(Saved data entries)
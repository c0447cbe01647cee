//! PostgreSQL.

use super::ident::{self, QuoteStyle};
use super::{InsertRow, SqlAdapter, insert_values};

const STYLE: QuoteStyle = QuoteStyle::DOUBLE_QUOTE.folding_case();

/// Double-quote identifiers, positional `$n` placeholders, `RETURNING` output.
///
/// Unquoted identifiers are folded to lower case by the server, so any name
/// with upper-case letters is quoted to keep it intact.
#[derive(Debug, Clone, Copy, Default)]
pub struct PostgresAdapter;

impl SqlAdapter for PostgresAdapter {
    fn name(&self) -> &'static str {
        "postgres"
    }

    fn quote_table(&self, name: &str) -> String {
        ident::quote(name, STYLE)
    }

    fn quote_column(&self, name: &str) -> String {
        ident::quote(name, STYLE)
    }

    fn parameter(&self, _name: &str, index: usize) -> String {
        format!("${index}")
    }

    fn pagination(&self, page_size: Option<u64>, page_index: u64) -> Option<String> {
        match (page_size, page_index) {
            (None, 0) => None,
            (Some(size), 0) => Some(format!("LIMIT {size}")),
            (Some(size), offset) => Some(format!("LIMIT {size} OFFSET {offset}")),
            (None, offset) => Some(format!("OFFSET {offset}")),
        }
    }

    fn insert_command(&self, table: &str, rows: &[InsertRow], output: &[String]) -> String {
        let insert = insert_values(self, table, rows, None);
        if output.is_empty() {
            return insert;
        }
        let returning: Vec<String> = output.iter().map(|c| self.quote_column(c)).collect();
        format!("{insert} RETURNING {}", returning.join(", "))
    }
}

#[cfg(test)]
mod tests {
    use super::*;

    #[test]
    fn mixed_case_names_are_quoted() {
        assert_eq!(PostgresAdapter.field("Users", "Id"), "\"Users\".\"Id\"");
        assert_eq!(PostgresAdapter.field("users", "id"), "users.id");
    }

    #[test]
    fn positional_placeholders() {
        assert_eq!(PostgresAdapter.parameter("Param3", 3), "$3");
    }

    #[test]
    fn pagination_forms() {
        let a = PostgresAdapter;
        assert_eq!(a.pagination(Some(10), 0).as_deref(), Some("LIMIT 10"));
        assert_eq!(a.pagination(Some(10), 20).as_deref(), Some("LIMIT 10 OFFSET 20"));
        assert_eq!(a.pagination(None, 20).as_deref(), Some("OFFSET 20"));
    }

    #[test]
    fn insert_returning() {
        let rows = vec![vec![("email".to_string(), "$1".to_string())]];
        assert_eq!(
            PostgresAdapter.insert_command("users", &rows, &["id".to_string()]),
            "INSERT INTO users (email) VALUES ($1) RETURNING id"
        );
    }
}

--

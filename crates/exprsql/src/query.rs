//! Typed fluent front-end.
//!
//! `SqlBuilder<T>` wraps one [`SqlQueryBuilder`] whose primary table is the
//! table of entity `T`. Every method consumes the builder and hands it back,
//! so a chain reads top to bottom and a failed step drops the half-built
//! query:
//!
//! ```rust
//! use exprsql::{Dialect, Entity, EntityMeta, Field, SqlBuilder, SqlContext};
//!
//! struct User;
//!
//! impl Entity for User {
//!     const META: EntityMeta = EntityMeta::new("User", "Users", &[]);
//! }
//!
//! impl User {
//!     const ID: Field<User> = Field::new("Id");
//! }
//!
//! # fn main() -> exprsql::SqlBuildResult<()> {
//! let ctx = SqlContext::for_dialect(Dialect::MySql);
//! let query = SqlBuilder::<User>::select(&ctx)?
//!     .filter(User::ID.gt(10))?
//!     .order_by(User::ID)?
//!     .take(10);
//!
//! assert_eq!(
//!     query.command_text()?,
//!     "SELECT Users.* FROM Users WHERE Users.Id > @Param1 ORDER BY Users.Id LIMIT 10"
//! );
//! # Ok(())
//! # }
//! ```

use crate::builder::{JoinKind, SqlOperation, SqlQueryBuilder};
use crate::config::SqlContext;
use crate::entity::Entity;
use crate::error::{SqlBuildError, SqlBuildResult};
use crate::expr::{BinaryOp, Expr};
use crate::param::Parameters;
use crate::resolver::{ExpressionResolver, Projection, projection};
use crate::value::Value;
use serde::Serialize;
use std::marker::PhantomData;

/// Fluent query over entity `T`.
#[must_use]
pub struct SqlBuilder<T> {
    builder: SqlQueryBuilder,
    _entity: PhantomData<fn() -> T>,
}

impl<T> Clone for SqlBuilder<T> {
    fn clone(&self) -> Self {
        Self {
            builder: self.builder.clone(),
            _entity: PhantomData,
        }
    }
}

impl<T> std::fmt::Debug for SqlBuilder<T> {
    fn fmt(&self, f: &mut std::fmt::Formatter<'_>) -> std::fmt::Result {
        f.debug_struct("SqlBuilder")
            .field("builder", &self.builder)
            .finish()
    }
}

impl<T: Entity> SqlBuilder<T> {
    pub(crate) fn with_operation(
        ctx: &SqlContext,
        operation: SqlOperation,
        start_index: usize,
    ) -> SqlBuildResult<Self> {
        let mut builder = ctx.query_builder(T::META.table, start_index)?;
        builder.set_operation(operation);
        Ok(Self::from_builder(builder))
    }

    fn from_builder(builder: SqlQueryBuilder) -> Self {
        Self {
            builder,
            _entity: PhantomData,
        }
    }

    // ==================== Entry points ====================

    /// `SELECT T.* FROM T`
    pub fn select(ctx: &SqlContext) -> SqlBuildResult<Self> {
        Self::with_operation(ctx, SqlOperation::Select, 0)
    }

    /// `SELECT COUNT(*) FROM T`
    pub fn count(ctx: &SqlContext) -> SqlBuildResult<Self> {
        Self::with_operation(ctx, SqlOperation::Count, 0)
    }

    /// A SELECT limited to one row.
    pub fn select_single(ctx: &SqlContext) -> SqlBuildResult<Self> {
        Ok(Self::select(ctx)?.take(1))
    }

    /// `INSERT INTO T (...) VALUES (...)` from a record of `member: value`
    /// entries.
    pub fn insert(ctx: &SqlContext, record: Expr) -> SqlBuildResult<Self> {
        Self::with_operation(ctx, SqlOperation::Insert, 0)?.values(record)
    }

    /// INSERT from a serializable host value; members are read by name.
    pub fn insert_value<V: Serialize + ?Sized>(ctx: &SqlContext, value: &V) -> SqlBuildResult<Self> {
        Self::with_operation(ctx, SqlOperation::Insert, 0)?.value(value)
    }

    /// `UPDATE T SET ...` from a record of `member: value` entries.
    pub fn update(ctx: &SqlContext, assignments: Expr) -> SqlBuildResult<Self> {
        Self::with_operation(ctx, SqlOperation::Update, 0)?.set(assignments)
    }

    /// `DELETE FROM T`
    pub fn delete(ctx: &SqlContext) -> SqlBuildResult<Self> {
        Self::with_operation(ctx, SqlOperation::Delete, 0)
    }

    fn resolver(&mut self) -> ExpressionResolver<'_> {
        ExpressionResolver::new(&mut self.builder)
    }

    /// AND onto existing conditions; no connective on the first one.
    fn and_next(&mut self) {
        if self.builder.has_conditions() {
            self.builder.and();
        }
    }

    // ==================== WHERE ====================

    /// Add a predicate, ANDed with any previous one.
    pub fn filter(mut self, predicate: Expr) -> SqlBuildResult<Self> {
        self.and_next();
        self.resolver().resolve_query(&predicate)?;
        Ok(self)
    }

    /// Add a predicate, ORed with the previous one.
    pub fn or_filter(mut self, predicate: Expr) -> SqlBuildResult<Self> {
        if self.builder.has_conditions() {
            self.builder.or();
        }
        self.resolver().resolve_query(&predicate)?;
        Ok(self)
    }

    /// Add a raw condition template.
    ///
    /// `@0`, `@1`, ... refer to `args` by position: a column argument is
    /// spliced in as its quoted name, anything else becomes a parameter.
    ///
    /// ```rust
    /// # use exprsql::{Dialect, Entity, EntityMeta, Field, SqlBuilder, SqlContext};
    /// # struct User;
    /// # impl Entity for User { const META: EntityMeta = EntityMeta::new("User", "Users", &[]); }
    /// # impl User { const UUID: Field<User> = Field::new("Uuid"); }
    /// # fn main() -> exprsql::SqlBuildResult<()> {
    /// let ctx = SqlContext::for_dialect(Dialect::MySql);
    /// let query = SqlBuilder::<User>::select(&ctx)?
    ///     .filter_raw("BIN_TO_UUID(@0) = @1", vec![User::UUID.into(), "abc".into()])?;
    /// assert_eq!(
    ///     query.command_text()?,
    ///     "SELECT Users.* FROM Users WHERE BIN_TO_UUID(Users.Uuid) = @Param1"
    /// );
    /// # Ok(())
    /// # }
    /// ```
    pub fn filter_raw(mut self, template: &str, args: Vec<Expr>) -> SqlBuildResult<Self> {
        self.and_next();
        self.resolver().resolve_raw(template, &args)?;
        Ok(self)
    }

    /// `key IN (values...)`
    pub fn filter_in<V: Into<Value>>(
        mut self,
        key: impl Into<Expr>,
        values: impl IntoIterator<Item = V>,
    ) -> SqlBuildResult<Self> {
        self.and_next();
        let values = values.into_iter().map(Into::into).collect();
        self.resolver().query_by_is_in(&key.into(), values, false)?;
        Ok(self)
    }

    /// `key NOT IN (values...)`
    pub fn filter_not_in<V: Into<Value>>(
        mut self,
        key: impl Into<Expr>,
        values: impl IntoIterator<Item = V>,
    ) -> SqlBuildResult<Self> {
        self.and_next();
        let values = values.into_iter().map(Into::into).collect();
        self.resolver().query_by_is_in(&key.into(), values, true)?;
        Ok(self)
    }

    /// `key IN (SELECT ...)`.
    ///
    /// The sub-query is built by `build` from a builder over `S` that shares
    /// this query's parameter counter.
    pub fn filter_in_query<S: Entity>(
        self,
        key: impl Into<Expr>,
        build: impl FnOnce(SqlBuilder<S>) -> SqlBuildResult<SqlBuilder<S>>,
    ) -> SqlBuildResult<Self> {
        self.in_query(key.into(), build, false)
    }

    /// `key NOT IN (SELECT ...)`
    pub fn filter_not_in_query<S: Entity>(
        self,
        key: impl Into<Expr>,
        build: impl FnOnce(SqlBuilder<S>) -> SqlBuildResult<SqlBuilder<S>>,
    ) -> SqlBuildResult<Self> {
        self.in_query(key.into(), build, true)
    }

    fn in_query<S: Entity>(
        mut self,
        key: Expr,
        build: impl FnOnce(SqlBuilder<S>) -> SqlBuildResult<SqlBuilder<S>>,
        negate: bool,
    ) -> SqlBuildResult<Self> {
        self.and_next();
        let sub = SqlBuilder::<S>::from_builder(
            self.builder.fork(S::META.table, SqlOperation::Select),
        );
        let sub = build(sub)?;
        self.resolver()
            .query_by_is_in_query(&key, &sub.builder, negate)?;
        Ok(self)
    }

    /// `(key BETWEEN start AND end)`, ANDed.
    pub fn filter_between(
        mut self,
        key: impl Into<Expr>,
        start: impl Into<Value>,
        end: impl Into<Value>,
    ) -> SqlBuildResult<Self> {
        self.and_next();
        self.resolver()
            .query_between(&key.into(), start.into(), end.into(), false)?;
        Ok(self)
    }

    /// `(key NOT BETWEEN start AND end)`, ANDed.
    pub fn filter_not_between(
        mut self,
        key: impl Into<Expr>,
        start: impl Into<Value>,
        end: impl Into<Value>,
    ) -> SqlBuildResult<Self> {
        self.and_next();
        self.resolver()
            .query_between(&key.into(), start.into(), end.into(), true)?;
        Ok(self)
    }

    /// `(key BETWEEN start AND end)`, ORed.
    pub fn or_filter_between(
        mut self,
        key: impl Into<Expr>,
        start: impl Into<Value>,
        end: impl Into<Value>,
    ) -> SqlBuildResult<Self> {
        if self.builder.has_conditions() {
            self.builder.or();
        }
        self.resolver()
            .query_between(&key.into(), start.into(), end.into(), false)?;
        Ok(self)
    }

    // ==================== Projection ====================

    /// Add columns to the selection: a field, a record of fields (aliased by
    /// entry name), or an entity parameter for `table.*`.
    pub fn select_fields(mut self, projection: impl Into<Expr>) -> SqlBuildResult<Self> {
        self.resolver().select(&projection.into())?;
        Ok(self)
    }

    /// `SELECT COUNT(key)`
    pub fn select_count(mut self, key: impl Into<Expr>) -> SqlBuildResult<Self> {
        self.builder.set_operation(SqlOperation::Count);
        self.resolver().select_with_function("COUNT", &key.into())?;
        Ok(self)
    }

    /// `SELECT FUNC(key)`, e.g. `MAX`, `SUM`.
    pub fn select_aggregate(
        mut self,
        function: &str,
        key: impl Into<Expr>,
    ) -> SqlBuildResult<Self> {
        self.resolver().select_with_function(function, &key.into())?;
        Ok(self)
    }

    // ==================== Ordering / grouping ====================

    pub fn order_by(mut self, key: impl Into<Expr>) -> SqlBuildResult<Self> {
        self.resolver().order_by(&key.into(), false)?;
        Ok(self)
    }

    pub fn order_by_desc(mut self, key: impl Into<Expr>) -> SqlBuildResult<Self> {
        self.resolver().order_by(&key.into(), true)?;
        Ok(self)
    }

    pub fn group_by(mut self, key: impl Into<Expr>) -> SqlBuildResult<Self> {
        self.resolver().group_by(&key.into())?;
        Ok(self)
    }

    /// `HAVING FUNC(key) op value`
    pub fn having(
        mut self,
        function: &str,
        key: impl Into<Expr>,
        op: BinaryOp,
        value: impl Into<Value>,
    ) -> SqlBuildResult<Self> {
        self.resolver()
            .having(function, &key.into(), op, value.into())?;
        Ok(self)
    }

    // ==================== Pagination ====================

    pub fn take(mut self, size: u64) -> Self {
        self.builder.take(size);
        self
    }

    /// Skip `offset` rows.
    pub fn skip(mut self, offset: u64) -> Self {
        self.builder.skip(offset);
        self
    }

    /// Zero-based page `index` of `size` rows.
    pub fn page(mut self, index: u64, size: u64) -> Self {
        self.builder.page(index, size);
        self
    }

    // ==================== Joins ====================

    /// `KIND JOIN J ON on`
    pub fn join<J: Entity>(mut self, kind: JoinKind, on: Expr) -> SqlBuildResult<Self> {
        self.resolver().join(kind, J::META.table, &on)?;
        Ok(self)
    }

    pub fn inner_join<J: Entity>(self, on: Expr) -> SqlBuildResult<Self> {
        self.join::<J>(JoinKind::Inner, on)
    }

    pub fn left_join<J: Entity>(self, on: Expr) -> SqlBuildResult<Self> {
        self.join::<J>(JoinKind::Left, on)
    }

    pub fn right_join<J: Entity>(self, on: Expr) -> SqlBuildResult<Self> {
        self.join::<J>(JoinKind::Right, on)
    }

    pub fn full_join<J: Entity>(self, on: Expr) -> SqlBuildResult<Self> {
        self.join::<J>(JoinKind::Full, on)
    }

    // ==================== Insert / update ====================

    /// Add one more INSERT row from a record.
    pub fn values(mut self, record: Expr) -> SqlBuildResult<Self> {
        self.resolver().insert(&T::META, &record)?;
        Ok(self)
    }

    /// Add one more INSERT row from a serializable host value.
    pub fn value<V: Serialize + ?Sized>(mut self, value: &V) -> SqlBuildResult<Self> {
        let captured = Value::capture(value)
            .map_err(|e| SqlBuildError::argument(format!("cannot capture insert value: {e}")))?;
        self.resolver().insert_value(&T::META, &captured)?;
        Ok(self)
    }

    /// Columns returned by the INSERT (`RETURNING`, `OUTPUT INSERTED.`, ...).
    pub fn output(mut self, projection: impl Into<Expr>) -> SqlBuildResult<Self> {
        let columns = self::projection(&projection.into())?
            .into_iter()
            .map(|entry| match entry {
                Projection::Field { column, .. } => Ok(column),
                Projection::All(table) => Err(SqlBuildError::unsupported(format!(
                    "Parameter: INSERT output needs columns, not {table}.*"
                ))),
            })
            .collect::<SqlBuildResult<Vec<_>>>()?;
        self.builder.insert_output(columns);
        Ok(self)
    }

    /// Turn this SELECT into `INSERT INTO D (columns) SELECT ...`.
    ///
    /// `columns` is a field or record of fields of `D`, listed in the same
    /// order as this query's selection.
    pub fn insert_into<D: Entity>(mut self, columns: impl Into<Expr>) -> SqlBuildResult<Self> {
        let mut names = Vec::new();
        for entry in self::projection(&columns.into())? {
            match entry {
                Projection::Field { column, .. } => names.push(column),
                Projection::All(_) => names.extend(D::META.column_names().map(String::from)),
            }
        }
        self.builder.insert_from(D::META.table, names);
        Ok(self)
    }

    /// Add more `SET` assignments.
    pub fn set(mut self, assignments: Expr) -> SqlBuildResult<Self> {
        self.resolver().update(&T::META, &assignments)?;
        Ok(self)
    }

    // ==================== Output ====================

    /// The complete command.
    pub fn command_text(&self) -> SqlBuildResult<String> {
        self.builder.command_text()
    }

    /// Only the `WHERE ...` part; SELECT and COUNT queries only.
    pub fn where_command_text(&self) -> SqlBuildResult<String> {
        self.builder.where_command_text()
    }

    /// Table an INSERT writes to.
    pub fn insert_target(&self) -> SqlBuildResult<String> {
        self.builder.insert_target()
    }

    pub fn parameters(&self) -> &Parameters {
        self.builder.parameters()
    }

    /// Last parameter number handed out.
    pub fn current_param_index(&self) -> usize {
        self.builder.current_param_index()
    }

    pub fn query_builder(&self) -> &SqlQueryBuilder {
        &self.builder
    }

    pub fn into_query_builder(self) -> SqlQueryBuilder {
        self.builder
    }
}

→ **DESCRIPTION OF THE TASK**: The result is a copy of every line above where the word "take" shows up.

→ **REPLY TO THE EXERCISE**:
//!     .take(10);
        Ok(Self::select(ctx)?.take(1))
    pub fn take(mut self, size: u64) -> Self {
        self.builder.take(size);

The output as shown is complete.